- **WORK REQUIRED**:
The exercise asks you to copy every line below in which "help" appears.

====== EXCERPTED DATA ======

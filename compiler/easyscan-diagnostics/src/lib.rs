/// Abort on a broken internal invariant.
///
/// This is reserved for states the parser or visitor can never reach on any input; everything a
/// user can cause is reported through a diagnostic instead.
#[macro_export]
macro_rules! ice {
    ($message:expr) => {{
        let message = $message;
        let file = file!();
        let line = line!();
        let column = column!();
        panic!(
            "internal error in easyscan ({}:{}:{}):\n{}",
            file, line, column, message
        )
    }};
}
use easyscan_macros::declare_error_type;
use easyscan_span::Span;
use easyscan_syntax::ParseError;
use miette::{Diagnostic, NamedSource};
use std::path::PathBuf;
use thiserror::Error;

declare_error_type! {
    #[error("extraction error: {0}")]
    pub enum ExtractError {
        Io(SourceIoError),
        Syntax(SourceSyntaxError),
    }
}

/// Handy type alias for all fatal extraction errors.
pub type ExtractResult<T> = Result<T, ExtractError>;

#[derive(Error, Diagnostic, Debug)]
#[diagnostic(
    code(extract::io),
    help("the input must be a readable Go file or a directory of Go files")
)]
#[error("failed to read {}", .path.display())]
pub struct SourceIoError {
    pub path: PathBuf,
    #[source]
    pub error: std::io::Error,
}

/// A source file failed to parse.
///
/// In directory mode this discards every declaration of the directory.
#[derive(Error, Diagnostic, Debug)]
#[diagnostic(code(extract::syntax))]
#[error("failed to parse {}", .path.display())]
pub struct SourceSyntaxError {
    pub path: PathBuf,
    #[source_code]
    pub source_code: NamedSource<String>,
    #[label("{error}")]
    pub span: Span,
    #[source]
    pub error: ParseError,
}

declare_error_type! {
    #[error("extraction warning: {0}")]
    pub enum ExtractWarning {
        UnnamedField(UnnamedFieldWarning),
        UnresolvedElement(UnresolvedElementWarning),
    }
}

#[derive(Error, Diagnostic, Debug)]
#[diagnostic(
    code(extract::unnamed_field),
    severity(Warning),
    help("embedded fields are not scanned, give the field a name to scan it")
)]
#[error("field of {record} has no name")]
pub struct UnnamedFieldWarning {
    pub record: String,
    #[source_code]
    pub source_code: NamedSource<String>,
    #[label("this field is left out of {record}")]
    pub span: Span,
}

#[derive(Error, Diagnostic, Debug)]
#[diagnostic(
    code(extract::unresolved_element),
    severity(Warning),
    help("the element must be a type declared in the same file, or a type parameter of {list}")
)]
#[error("element type of {list} cannot be resolved")]
pub struct UnresolvedElementWarning {
    pub list: String,
    pub reason: String,
    #[source_code]
    pub source_code: NamedSource<String>,
    #[label("{reason}")]
    pub span: Span,
}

======

- **SOLUTION FOR THIS PROBLEM**:
    help("the input must be a readable Go file or a directory of Go files")
    help("embedded fields are not scanned, give the field a name to scan it")
    help("the element must be a type declared in the same file, or a type parameter of {list}")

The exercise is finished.